Thanks to the box cover I can see that I am missing the Game World and Dungeon map as well as the Monster Chart. I’ll have to keep an eye out for those.
Should I have gone for a near mint graded Final Fantasy for a cool $1,500 CAD (~$1,140 USD)? Hells no!
I wasn’t intending on adding Double Dragon to the collection but after seeing the price and how nice the condition is I decided to go for it.
I guess this means I’ll be hunting for Double Dragon 1 and 3 as well.
Gauntlet is another iconic video game and also not a game I was planning on buying for that price it was hard to say no.

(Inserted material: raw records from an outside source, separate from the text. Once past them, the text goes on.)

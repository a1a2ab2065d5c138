//! Persistence seam for the draft engine
//!
//! Every mutating call re-checks the league under a per-league lock and
//! reports [`Commit::Stale`] instead of writing when the league no longer
//! matches what the caller planned against.

use async_trait::async_trait;
use chrono::{DateTime, Utc};
use uuid::Uuid;

use crate::{
    draft::{DraftSnapshot, PlannedPick},
    error::AppResult,
    models::{DraftPick, League},
};

/// Outcome of a guarded write
#[derive(Debug, Clone, PartialEq, Eq)]
pub enum Commit<T> {
    Applied(T),
    /// The league changed since the snapshot; reload and re-validate
    Stale,
}

impl<T> Commit<T> {
    pub fn is_stale(&self) -> bool {
        matches!(self, Commit::Stale)
    }
}

/// Storage operations used by the draft service
#[async_trait]
pub trait DraftStore: Send + Sync {
    /// League, members, picks and the season's castaways, or `None` for an unknown league
    async fn snapshot(&self, league_id: Uuid) -> AppResult<Option<DraftSnapshot>>;

    /// Persist a draft order and member positions.
    ///
    /// Stale unless the league is still pending and `order` still covers
    /// exactly the current members.
    async fn save_order(&self, league_id: Uuid, order: &[Uuid]) -> AppResult<Commit<()>>;

    /// Move a pending league to in progress.
    ///
    /// Stale unless the league is pending and its stored order equals
    /// `expected_order`.
    async fn start_draft(
        &self,
        league_id: Uuid,
        expected_order: &[Uuid],
        deadline: DateTime<Utc>,
        now: DateTime<Utc>,
    ) -> AppResult<Commit<League>>;

    /// Insert `picks` in order and optionally close the draft, atomically.
    ///
    /// Stale unless the league is in progress with exactly
    /// `expected_pick_count` picks, or when an insert hits a uniqueness
    /// constraint (pick number or castaway already taken).
    async fn commit_picks(
        &self,
        league_id: Uuid,
        expected_pick_count: usize,
        picks: &[PlannedPick],
        complete: bool,
        now: DateTime<Utc>,
    ) -> AppResult<Commit<Vec<DraftPick>>>;

    /// In-progress leagues whose deadline is at or before `now`
    async fn expired_drafts(&self, now: DateTime<Utc>) -> AppResult<Vec<Uuid>>;
}
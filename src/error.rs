//! Custom error types and handling
//!
//! This module defines the application's error types and implements
//! conversion to HTTP responses for the Axum framework.

use axum::{
    Json,
    http::StatusCode,
    response::{IntoResponse, Response},
};
use serde::Serialize;

/// Application-wide error type
#[derive(Debug, thiserror::Error)]
pub enum AppError {
    // Authentication errors
    #[error("Invalid credentials")]
    InvalidCredentials,

    #[error("Invalid token")]
    InvalidToken,

    #[error("Token expired")]
    TokenExpired,

    #[error("Unauthorized")]
    Unauthorized,

    #[error("Forbidden: {0}")]
    Forbidden(String),

    // Validation errors
    #[error("Validation error: {0}")]
    Validation(String),

    // Resource errors
    #[error("Not found: {0}")]
    NotFound(String),

    #[error("Already exists: {0}")]
    AlreadyExists(String),

    #[error("Conflict: {0}")]
    Conflict(String),

    /// Operation not allowed in the league's current draft phase
    #[error("Invalid state: {0}")]
    InvalidState(String),

    // Database errors
    #[error("Database error: {0}")]
    Database(String),

    // Rate limiting
    #[error("Too many requests")]
    TooManyRequests,

    // Internal errors
    #[error("Internal server error")]
    Internal(#[from] anyhow::Error),
}

/// Error response body
#[derive(Debug, Serialize)]
pub struct ErrorResponse {
    pub error: ErrorDetails,
}

/// Error details in response
#[derive(Debug, Serialize)]
pub struct ErrorDetails {
    pub code: String,
    pub message: String,
    #[serde(skip_serializing_if = "Option::is_none")]
    pub details: Option<serde_json::Value>,
}

impl AppError {
    /// Get the error code for this error type
    pub fn error_code(&self) -> &'static str {
        match self {
            Self::InvalidCredentials => "INVALID_CREDENTIALS",
            Self::InvalidToken => "INVALID_TOKEN",
            Self::TokenExpired => "TOKEN_EXPIRED",
            Self::Unauthorized => "UNAUTHORIZED",
            Self::Forbidden(_) => "FORBIDDEN",
            Self::Validation(_) => "VALIDATION_ERROR",
            Self::NotFound(_) => "NOT_FOUND",
            Self::AlreadyExists(_) => "ALREADY_EXISTS",
            Self::Conflict(_) => "CONFLICT",
            Self::InvalidState(_) => "INVALID_STATE",
            Self::Database(_) => "DATABASE_ERROR",
            Self::TooManyRequests => "TOO_MANY_REQUESTS",
            Self::Internal(_) => "INTERNAL_ERROR",
        }
    }

    /// Get the HTTP status code for this error
    pub fn status_code(&self) -> StatusCode {
        match self {
            Self::InvalidCredentials | Self::InvalidToken | Self::TokenExpired => {
                StatusCode::UNAUTHORIZED
            }
            Self::Unauthorized => StatusCode::UNAUTHORIZED,
            Self::Forbidden(_) => StatusCode::FORBIDDEN,
            Self::Validation(_) => StatusCode::BAD_REQUEST,
            Self::NotFound(_) => StatusCode::NOT_FOUND,
            Self::AlreadyExists(_) | Self::Conflict(_) | Self::InvalidState(_) => {
                StatusCode::CONFLICT
            }
            Self::TooManyRequests => StatusCode::TOO_MANY_REQUESTS,
            Self::Database(_) | Self::Internal(_) => StatusCode::INTERNAL_SERVER_ERROR,
        }
    }
}

impl IntoResponse for AppError {
    fn into_response(self) -> Response {
        let status = self.status_code();

        // Log internal errors but don't expose details to clients
        let message = match &self {
            AppError::Internal(e) => {
                tracing::error!("Internal error: {:?}", e);
                "An internal error occurred".to_string()
            }
            AppError::Database(e) => {
                tracing::error!("Database error: {}", e);
                "A database error occurred".to_string()
            }
            _ => self.to_string(),
        };

        let body = ErrorResponse {
            error: ErrorDetails {
                code: self.error_code().to_string(),
                message,
                details: None,
            },
        };

        (status, Json(body)).into_response()
    }
}

// Implement From for common error types
impl From<sqlx::Error> for AppError {
    fn from(err: sqlx::Error) -> Self {
        match err {
            sqlx::Error::RowNotFound => AppError::NotFound("Resource not found".to_string()),
            sqlx::Error::Database(db_err) => {
                if db_err.is_unique_violation() {
                    AppError::AlreadyExists("Resource already exists".to_string())
                } else {
                    AppError::Database(db_err.to_string())
                }
            }
            _ => AppError::Database(err.to_string()),
        }
    }
}

impl From<jsonwebtoken::errors::Error> for AppError {
    fn from(err: jsonwebtoken::errors::Error) -> Self {
        match err.kind() {
            jsonwebtoken::errors::ErrorKind::ExpiredSignature => AppError::TokenExpired,
            _ => AppError::InvalidToken,
        }
    }
}

impl From<validator::ValidationErrors> for AppError {
    fn from(err: validator::ValidationErrors) -> Self {
        AppError::Validation(err.to_string())
    }
}

/// Result type alias using AppError
pub type AppResult<T> = Result<T, AppError>;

The outer box shows the most wear of all four of these games but it’s nice to see that inner sleeve looking so new. This is very different from the standard dust cover sleeves that most NES games came with making Tengen’s Gauntlet a bit unique.
Speaking of cartridge dust covers. The three I received with these games look like aftermarket non-Nintendo sleeves. But it won’t be long before I can swap them out. My buddy Nintendo Joe has a pile of authentic Nintendo dust covers that he’ll be giving to me.